Whereas much more could be said about the PSA blood test, I would now like to proceed to my third example of mammography.
Third Example: Mammography
Mammography for breast cancer screening for women parallels the PSA test in men. This imaging test uses low-energy X-radiation to examine the human (female but also male) breast. It is used both as a screening and a diagnostic test.
The goal of any screening procedure is to examine a large population of patients to find that small number most likely to have a serious condition. These patients are then referred for further, usually more invasive, testing. Thus a screening exam is not intended to be definitive, rather to have sufficient sensitivity to detect a useful proportion of cancers. The cost of higher sensitivity is a larger number of results that would be regarded as suspicious in patients without disease.

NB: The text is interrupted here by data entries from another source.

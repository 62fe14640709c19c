//! Lazy image expression graph
//!
//! Every operation here builds a new node and returns immediately. Nothing is
//! validated or computed until a [`crate::backend::Backend`] evaluates the
//! result, so a missing band or asset only shows up at evaluation time.

pub mod image;
pub mod number;
pub mod geometry;
pub mod collection;
pub mod terrain;

pub use image::{BandSelector, BinaryOp, Image, ImageNode, TerrainOp, UnaryOp};
pub use number::{Number, NumberNode, Reducer, RegionReduction};
pub use geometry::{Geometry, ProjectionRef};
pub use collection::{CollectionNode, ImageCollection, ImageFn};
pub use terrain::Terrain;
use approx::assert_relative_eq;
use ndarray::Array2;
use std::path::Path;
use terraslope::backend::{Band, EvaluatedImage, Grid, LocalBackendParams};
use terraslope::core::{correct_scene_files, SlopeCorrectionParams};
use terraslope::io::{read_scene, write_image, DemReader};
use terraslope::types::{CoordinateSystem, GeoTransform, PropertyValue, SarError};
use tempfile::TempDir;

const SIZE: usize = 16;

fn grid() -> Grid {
    Grid::new(
        CoordinateSystem::Projected { epsg: 32633 },
        GeoTransform::north_up(400_000.0, 5_000_000.0, 20.0, 20.0),
        SIZE,
        SIZE,
    )
}

fn write_scene(dir: &Path, name: &str, vv: f64) -> std::path::PathBuf {
    let shape = (SIZE, SIZE);
    let mut vh = Array2::from_elem(shape, vv - 6.0);
    vh[[0, 0]] = f64::NAN;
    let scene = EvaluatedImage::new(
        grid(),
        vec![
            Band::filled("VV", shape, vv),
            Band::new("VH", vh),
            Band::new("angle", Array2::from_shape_fn(shape, |(_, j)| 30.0 + 0.02 * j as f64)),
        ],
    )
    .with_property("orbitProperties_pass", "ASCENDING")
    .with_property("relativeOrbitNumber_start", 44.0);

    let path = dir.join(format!("{}.tif", name));
    write_image(&path, &scene).expect("Failed to write scene");
    path
}

fn write_dem(dir: &Path) -> std::path::PathBuf {
    let dem = EvaluatedImage::new(grid(), vec![Band::filled("height", (SIZE, SIZE), 812.0)]);
    let path = dir.join("dem.tif");
    write_image(&path, &dem).expect("Failed to write DEM");
    path
}

#[test]
fn test_scene_round_trip() {
    let _ = env_logger::builder().is_test(true).try_init();
    let dir = TempDir::new().unwrap();
    let path = write_scene(dir.path(), "scene", -12.0);

    let scene = read_scene(&path).expect("Failed to read scene");
    assert_eq!(scene.band_names(), vec!["VV", "VH", "angle"]);
    assert!(scene.grid.matches(&grid()));

    // NaN comes back as a masked pixel
    let vh = scene.band("VH").unwrap();
    assert!(vh.value(0, 0).is_none());
    assert_eq!(vh.valid_count(), SIZE * SIZE - 1);

    assert_eq!(
        scene.properties.get("orbitProperties_pass"),
        Some(&PropertyValue::Text("ASCENDING".to_string()))
    );
    assert_eq!(
        scene.properties.get("relativeOrbitNumber_start"),
        Some(&PropertyValue::Number(44.0))
    );
    // GIS tools see the mask through the no-data value
    let dataset = gdal::Dataset::open(&path).unwrap();
    let no_data = dataset.rasterband(2).unwrap().no_data_value();
    assert!(no_data.map_or(false, f64::is_nan));

    // Scene id falls back to the file stem
    assert_eq!(
        scene.properties.get("system:index"),
        Some(&PropertyValue::Text("scene".to_string()))
    );
}

#[test]
fn test_dem_reader_names_elevation_band() {
    let dir = TempDir::new().unwrap();
    let dem = DemReader::read_dem(write_dem(dir.path())).expect("Failed to read DEM");
    assert_eq!(dem.band_names(), vec!["elevation"]);
    assert_relative_eq!(dem.bands[0].data[[3, 3]], 812.0);
}

#[test]
fn test_correct_scene_files() {
    let _ = env_logger::builder().is_test(true).try_init();
    let dir = TempDir::new().unwrap();
    let scenes = vec![
        write_scene(dir.path(), "S1A_first", -12.0),
        write_scene(dir.path(), "S1A_second", -8.0),
    ];
    let dem = write_dem(dir.path());
    let output_dir = dir.path().join("out");

    let written = correct_scene_files(
        &scenes,
        &dem,
        &output_dir,
        SlopeCorrectionParams::default(),
        LocalBackendParams::default(),
    )
    .expect("Slope correction failed");

    assert_eq!(
        written,
        vec![
            output_dir.join("S1A_first_corrected.tif"),
            output_dir.join("S1A_second_corrected.tif"),
        ]
    );

    let first = read_scene(&written[0]).unwrap();
    assert_eq!(first.band_names(), vec!["VV", "VH", "no_data_mask"]);
    assert_eq!(
        first.properties.get("system:index"),
        Some(&PropertyValue::Text("S1A_first".to_string()))
    );

    let expected = -12.0 - 10.0 * (30.0 + 0.02 * 4.0f64).to_radians().cos().log10();
    assert_relative_eq!(first.band("VV").unwrap().data[[2, 4]], expected, epsilon = 1e-9);
    assert!(first.band("VH").unwrap().value(0, 0).is_none());
    assert_eq!(first.band("no_data_mask").unwrap().valid_count(), SIZE * SIZE);

    let second = read_scene(&written[1]).unwrap();
    assert!(second.band("VV").unwrap().data[[2, 4]] > expected);
}

#[test]
fn test_missing_dem_file() {
    let dir = TempDir::new().unwrap();
    let scenes = vec![write_scene(dir.path(), "scene", -12.0)];

    let result = correct_scene_files(
        &scenes,
        dir.path().join("missing.tif"),
        dir.path(),
        SlopeCorrectionParams::default(),
        LocalBackendParams::default(),
    );
    assert!(matches!(result, Err(SarError::Gdal(_))));
}

#[test]
fn test_same_stem_scenes_do_not_overwrite() {
    let dir = TempDir::new().unwrap();
    std::fs::create_dir_all(dir.path().join("a")).unwrap();
    std::fs::create_dir_all(dir.path().join("b")).unwrap();
    let scenes = vec![
        write_scene(&dir.path().join("a"), "S1", -12.0),
        write_scene(&dir.path().join("b"), "S1", -8.0),
    ];
    let dem = write_dem(dir.path());
    let output_dir = dir.path().join("out");

    let result = correct_scene_files(
        &scenes,
        &dem,
        &output_dir,
        SlopeCorrectionParams::default(),
        LocalBackendParams::default(),
    );
    assert!(matches!(result, Err(SarError::Config(_))));
    assert!(!output_dir.join("S1_corrected.tif").exists());
}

In mammography, the goal is the early detection of breast cancer through the detection of characteristic masses and/or micro-calcifications. Its use as a screening tool for the detection of early breast cancer in otherwise healthy women without symptoms is controversial.
Like all X-rays, mammograms use doses of ionizing radiation (lower than those employed in bone radiography) to create images that are subsequently analyzed for any abnormal findings. Adjunct procedures to mammography are:
Ultrasound: For further evaluation of masses, including palpable masses not seen on mammograms;
Ductography (not generally used): For further evaluation of questionable findings as well as for screening pre-surgical evaluation in patients with known breat cancer to detect any additional lesions that might change the surgical approach, for instance from breast-conserving lumpectomy to mastectomy;
Magnetic resonance mammography: For greater spatial resolution of mammographic tissue imaging;
Positron emission mammography; and
New procedures, including breast tomosynthesis.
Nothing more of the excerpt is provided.